Specifically, we understand that the Senate Superfund, Waste Control
and Risk Management Subcommittee held a hearing on March 5, 1997 on S.
8. We respectfully request that this statement be included as a part of
the record for that hearing.
ASTSWMO is a non-profit association which represents the collective
interests of waste program directors of the nation's States and
Territories. Besides the State cleanup and remedial program managers,
ASTSWMO's membership also includes the State regulatory program
managers for solid waste, hazardous waste, underground storage tanks,
and waste minimization and recycling programs. Our membership is drawn
exclusively from State employees who deal daily with the many
management and resource implications of the State waste management
programs they direct. As the day-to-day implementors of the State and
Federal cleanup programs, we believe we can offer a unique perspective
to this dialog. Since we share in Congress' and the public's desire to
achieve effective and timely cleanup of our nation's contaminated sites
and the restoration of injured resources, associated with these sites,
ASTSWMO has marshaled the comprehensive experience of our membership to
provide our unique perspective to the debate surrounding Superfund
Reauthorization during this first session of the 105th Congress.
We would like to begin by commending Senators Chafee and Smith on
the many modifications made to S. 1285 in producing S. 8. It is evident
that the Senators sought to introduce a bill which would reflect
compromises from their own positions in an effort to produce a viable,
workable starting point for the 105th congressional Superfund debate.
We look forward to working with the Committee throughout the debate.
brownfields revitalization
We are pleased that the Senators have chosen to recognize the clear
importance of Brownfields by allowing it to occupy the first title of
S. 8. Brownfields comprise the vast majority of sites which are
currently being remediated by State agencies. The majority of sites
classified as Brownfields will never be placed on the NPL. Currently,
the biggest impediment to effectively remediating and redeveloping
Brownfield sites is the inability of State agencies to provide for
releases of liability from both State and Federal laws. While we
support concepts such as providing Superfund liability protection to
bona fide prospective purchasers, lenders, and fiduciaries, we believe
the real key to solving our country's Brownfields problem is to allow
the State Waste Agencies to grant releases of Federal liability once a
site has been cleaned up to State standards under a State program. We
can no longer afford to foster this illusion that State authorized
cleanups may somehow not be adequate to satisfy Federal requirements.
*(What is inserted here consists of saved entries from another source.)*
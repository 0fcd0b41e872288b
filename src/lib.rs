//! A horizontally-scrolling, snap-to-tick slider widget for Ratatui.
//!
//! The widget shows a strip of ticks sliding under a fixed centre anchor.
//! A continuous bound value stays synchronized with the discrete tick
//! positions in both directions: external writes command an animated
//! programmatic scroll, and user-driven drags settle on the nearest tick
//! and write the derived value back — guarded so neither path re-triggers
//! the other.
//!
//! ```rust,ignore
//! let config = SliderConfig::new(0.0, 10.0, 0.5)?;
//! let mut slider = SliderState::new(config, 1, 5, 2.0)?
//!     .on_edit(|v| println!("edited: {v}"));
//!
//! // Each frame:
//! slider.sync(value);
//! frame.render_stateful_widget(Slider::new(), area, &mut slider);
//!
//! // On mouse events over the widget:
//! slider.grab(column);          // button down
//! slider.drag_to(column);       // drag
//! slider.release(&mut value);   // button up → snap + write-back
//! ```

pub mod core;
pub mod ui;

pub use crate::core::convert::{ConfigError, SliderConfig};
pub use crate::core::snap::{index_from_offset, nearest_pitch_multiple, offset_from_index};
pub use crate::core::sync::{Settle, SyncPhase, ValueSync};
pub use crate::ui::render::{DefaultTickRender, TickContext, TickRender};
pub use crate::ui::slider::{EdgeMask, Slider, SliderState};
//! Core algorithms – value/index conversion, scroll snapping, and the
//! bidirectional sync state machine.
//!
//! Nothing in this module depends on any TUI or rendering crate.
//! Every type is `Send + Sync` so it can be shared across async tasks.

pub mod convert;
pub mod snap;
pub mod sync;
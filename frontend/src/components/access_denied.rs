use crate::auth::{logout, use_auth};
use crate::components::icons::{Ban, LogOut};
use leptos::prelude::*;

/// 账号被拒绝后的唯一可见页面
#[component]
pub fn AccessDeniedPage() -> impl IntoView {
    let auth = use_auth();
    let username = move || auth.user().map(|u| u.username).unwrap_or_default();

    view! {
        <div class="hero min-h-screen bg-base-200">
            <div class="hero-content flex-col w-full max-w-md">
                <div class="card w-full shadow-xl bg-base-100">
                    <div class="card-body items-center text-center gap-4">
                        <div class="p-4 bg-error/20 rounded-full text-error">
                            <Ban attr:class="h-8 w-8" />
                        </div>
                        <h2 class="card-title">"Acesso negado"</h2>
                        <p class="text-base-content/70">
                            "O cadastro de " <span class="font-semibold">{username}</span>
                            " foi rejeitado por um administrador. Entre em contato com a administração do CN19 se acredita que isso é um engano."
                        </p>
                        <button class="btn btn-outline btn-error w-full gap-2" on:click=move |_| logout(&auth)>
                            <LogOut attr:class="h-4 w-4" /> "Sair"
                        </button>
                    </div>
                </div>
            </div>
        </div>
    }
}
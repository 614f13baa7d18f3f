//! 文件读取
//!
//! 照片以 `data:<mime>;base64,<...>` 形式随 JSON 发送，KML 以原始字节上传。

use base64::Engine;
use base64::engine::general_purpose::STANDARD;
use leptos::ev::Event;
use leptos::prelude::*;
use wasm_bindgen::JsCast;
use wasm_bindgen_futures::JsFuture;
use web_sys::{File, HtmlInputElement};

/// 取 `<input type="file">` 的第一个文件
pub fn selected_file(ev: &Event) -> Option<File> {
    let input: HtmlInputElement = event_target(ev);
    input.files()?.get(0)
}

pub async fn read_bytes(file: &File) -> Result<Vec<u8>, String> {
    let buffer = JsFuture::from(file.array_buffer())
        .await
        .map_err(|e| format!("{:?}", e))?;
    let array = js_sys::Uint8Array::new(&buffer);
    Ok(array.to_vec())
}

/// 编码为 data URL
pub fn to_data_url(mime: &str, bytes: &[u8]) -> String {
    let mime = if mime.is_empty() {
        "application/octet-stream"
    } else {
        mime
    };
    format!("data:{};base64,{}", mime, STANDARD.encode(bytes))
}

pub async fn read_data_url(file: &File) -> Result<String, String> {
    let bytes = read_bytes(file).await?;
    Ok(to_data_url(&file.type_(), &bytes))
}

/// 清空文件输入框，允许再次选择同一文件
pub fn reset_input(ev: &Event) {
    if let Some(input) = ev
        .target()
        .and_then(|t| t.dyn_into::<HtmlInputElement>().ok())
    {
        input.set_value("");
    }
}
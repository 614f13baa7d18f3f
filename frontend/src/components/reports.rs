use crate::auth::{call, use_auth};
use crate::components::icons::*;
use crate::components::layout::{AppShell, Spinner};
use crate::components::notice::{Notifier, Toast};
use cn19::shared::protocol::{
    DistributionReportRequest, PerformanceReportRequest, TimelineReportRequest,
};
use cn19::shared::{Distribution, Performance, TimelinePoint};
use leptos::prelude::*;
use leptos::task::spawn_local;

/// 条形图宽度百分比
fn bar_width(count: u64, max: u64) -> String {
    if max == 0 {
        return "width: 0%".to_string();
    }
    format!("width: {:.0}%", count as f64 * 100.0 / max as f64)
}

fn non_empty(value: String) -> Option<String> {
    let value = value.trim().to_string();
    (!value.is_empty()).then_some(value)
}

/// 报表：月度趋势、分布、排名
#[component]
pub fn ReportsPage() -> impl IntoView {
    let auth = use_auth();
    let notifier = Notifier::new();
    let (start_date, set_start_date) = signal(String::new());
    let (end_date, set_end_date) = signal(String::new());
    let (timeline, set_timeline) = signal(Option::<Vec<TimelinePoint>>::None);
    let (distribution, set_distribution) = signal(Option::<Distribution>::None);
    let (performance, set_performance) = signal(Option::<Performance>::None);

    let load_timeline = move || {
        let req = TimelineReportRequest {
            start_date: non_empty(start_date.get_untracked()),
            end_date: non_empty(end_date.get_untracked()),
        };
        spawn_local(async move {
            match call(&auth, req).await {
                Ok(points) => set_timeline.set(Some(points)),
                Err(e) => notifier.api_error(&e, "Erro ao carregar relatório"),
            }
        });
    };
    load_timeline();

    spawn_local(async move {
        match call(&auth, DistributionReportRequest).await {
            Ok(d) => set_distribution.set(Some(d)),
            Err(e) => notifier.api_error(&e, "Erro ao carregar distribuição"),
        }
        match call(&auth, PerformanceReportRequest).await {
            Ok(p) => set_performance.set(Some(p)),
            Err(e) => notifier.api_error(&e, "Erro ao carregar desempenho"),
        }
    });

    view! {
        <AppShell>
            <Toast notifier=notifier />
            <h1 class="text-2xl font-bold flex items-center gap-2"><BarChart attr:class="h-6 w-6" /> "Relatórios"</h1>

            <div class="card bg-base-100 shadow">
                <div class="card-body">
                    <h2 class="card-title">"Evolução mensal"</h2>
                    <div class="flex flex-wrap gap-2 items-end">
                        <label class="form-control">
                            <span class="label-text">"Início"</span>
                            <input type="date" class="input input-bordered input-sm" prop:value=start_date
                                on:input=move |ev| set_start_date.set(event_target_value(&ev)) />
                        </label>
                        <label class="form-control">
                            <span class="label-text">"Fim"</span>
                            <input type="date" class="input input-bordered input-sm" prop:value=end_date
                                on:input=move |ev| set_end_date.set(event_target_value(&ev)) />
                        </label>
                        <button class="btn btn-sm btn-primary" on:click=move |_| load_timeline()>"Aplicar"</button>
                    </div>
                    {move || match timeline.get() {
                        None => view! { <Spinner /> }.into_any(),
                        Some(points) if points.is_empty() => view! {
                            <p class="text-base-content/50">"Sem dados no período."</p>
                        }.into_any(),
                        Some(points) => {
                            let max = points.iter().map(|p| p.total).max().unwrap_or(0);
                            view! {
                                <table class="table table-sm">
                                    <thead><tr><th>"Mês"</th><th>"Total"</th><th>"Pendentes"</th><th>"Finalizadas"</th><th>"Aprovadas"</th><th class="w-1/3"></th></tr></thead>
                                    <tbody>
                                        {points.into_iter().map(|p| view! {
                                            <tr>
                                                <td>{p.period.clone()}</td>
                                                <td>{p.total}</td>
                                                <td>{p.pending}</td>
                                                <td>{p.finished}</td>
                                                <td>{p.approved}</td>
                                                <td><div class="bg-primary h-3 rounded" style=bar_width(p.total, max)></div></td>
                                            </tr>
                                        }).collect_view()}
                                    </tbody>
                                </table>
                            }.into_any()
                        }
                    }}
                </div>
            </div>

            {move || distribution.get().map(|d| {
                let total = d.total();
                let rows = |items: Vec<(String, u64)>| {
                    let max = items.iter().map(|(_, c)| *c).max().unwrap_or(0);
                    items.into_iter().map(|(label, count)| view! {
                        <div class="flex items-center gap-2 text-sm">
                            <span class="w-32 truncate">{label}</span>
                            <div class="grow bg-base-200 rounded h-3">
                                <div class="bg-secondary h-3 rounded" style=bar_width(count, max)></div>
                            </div>
                            <span class="w-10 text-right">{count}</span>
                        </div>
                    }).collect_view()
                };
                let label = |v: Option<String>| v.unwrap_or_else(|| "-".to_string());
                let by_type = d.by_type.into_iter().map(|t| (label(t.tipo), t.count)).collect();
                let by_status = d.by_status.into_iter().map(|s| (label(s.status), s.count)).collect();
                let by_site = d.by_site.into_iter().map(|s| (label(s.site), s.count)).collect();
                view! {
                    <div class="grid grid-cols-1 md:grid-cols-3 gap-4">
                        <div class="card bg-base-100 shadow"><div class="card-body p-4 gap-2">
                            <h3 class="font-semibold">"Por tipo (" {total} ")"</h3>
                            {rows(by_type)}
                        </div></div>
                        <div class="card bg-base-100 shadow"><div class="card-body p-4 gap-2">
                            <h3 class="font-semibold">"Por status"</h3>
                            {rows(by_status)}
                        </div></div>
                        <div class="card bg-base-100 shadow"><div class="card-body p-4 gap-2">
                            <h3 class="font-semibold">"Sites com mais pendências"</h3>
                            {rows(by_site)}
                        </div></div>
                    </div>
                }
            })}

            {move || performance.get().map(|p| {
                let name = |u: Option<String>| u.unwrap_or_else(|| "-".to_string());
                view! {
                    <div class="grid grid-cols-1 md:grid-cols-2 gap-4">
                        <div class="card bg-base-100 shadow"><div class="card-body p-4">
                            <h3 class="font-semibold">"Quem mais cria · " {p.period.clone()}</h3>
                            <table class="table table-sm">
                                <thead><tr><th>"#"</th><th>"Usuário"</th><th>"Criadas"</th><th>"Aprovadas"</th><th>"Taxa"</th></tr></thead>
                                <tbody>
                                    {p.top_creators.into_iter().enumerate().map(|(i, r)| view! {
                                        <tr>
                                            <td>{i + 1}</td>
                                            <td>{name(r.username)}</td>
                                            <td>{r.created}</td>
                                            <td>{r.approved}</td>
                                            <td>{format!("{:.1}%", r.approval_rate)}</td>
                                        </tr>
                                    }).collect_view()}
                                </tbody>
                            </table>
                        </div></div>
                        <div class="card bg-base-100 shadow"><div class="card-body p-4">
                            <h3 class="font-semibold">"Quem mais finaliza"</h3>
                            <table class="table table-sm">
                                <thead><tr><th>"#"</th><th>"Usuário"</th><th>"Finalizadas"</th><th>"Aprovadas"</th><th>"Taxa"</th></tr></thead>
                                <tbody>
                                    {p.top_finalizers.into_iter().enumerate().map(|(i, r)| view! {
                                        <tr>
                                            <td>{i + 1}</td>
                                            <td>{name(r.username)}</td>
                                            <td>{r.finished}</td>
                                            <td>{r.approved}</td>
                                            <td>{format!("{:.1}%", r.approval_rate)}</td>
                                        </tr>
                                    }).collect_view()}
                                </tbody>
                            </table>
                        </div></div>
                    </div>
                }
            })}
        </AppShell>
    }
}

#[cfg(test)]
mod tests {
    use super::*;

    #[test]
    fn bar_width_is_relative_to_max() {
        assert_eq!(bar_width(5, 10), "width: 50%");
        assert_eq!(bar_width(3, 0), "width: 0%");
    }

    #[test]
    fn blank_dates_are_omitted() {
        assert_eq!(non_empty("  ".into()), None);
        assert_eq!(non_empty("2024-05-01".into()), Some("2024-05-01".into()));
    }
}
Over thirty States have enacted Voluntary Cleanup programs and 42
States have adopted State Superfund programs. These programs have
remediated over 3,000 sites and the number is growing. It is imperative
that any Brownfields legislation clarify the State-Federal roles and
potential liability consequences under the Federal Superfund program.
We believe S. 8 has accomplished this task. We would recommend however,
one modification to the provision as written. In situations which are
deemed emergencies and where the State requests assistance, we believe
the Federal Government should be able to address the site and if
necessary hold the responsible party liable. Emergency actions should
be the only exceptions to the releases from Federal liability.
We are also pleased to see that S. 8 recognizes the importance of
Voluntary Cleanup programs and enables States to receive Federal
funding for both the establishment and maintenance of already highly
successful programs. We would caution that the funding criteria should
remain as flexible as possible in order not to unintentionally disrupt
working programs. However, we are concerned that a number of States
which are pursuing innovative approaches, such as privatization of
cleanups, may not qualify. The funding criteria should encourage
innovation not constrain it. We would also recommend that legislative
history for this bill direct EPA to distribute grants for voluntary
cleanup programs through their normal grant processes, i.e., through
the EPA regions, and that EPA shall not be allowed to attach additional
burdens onto State grant recipients in the guise of ``accountability''.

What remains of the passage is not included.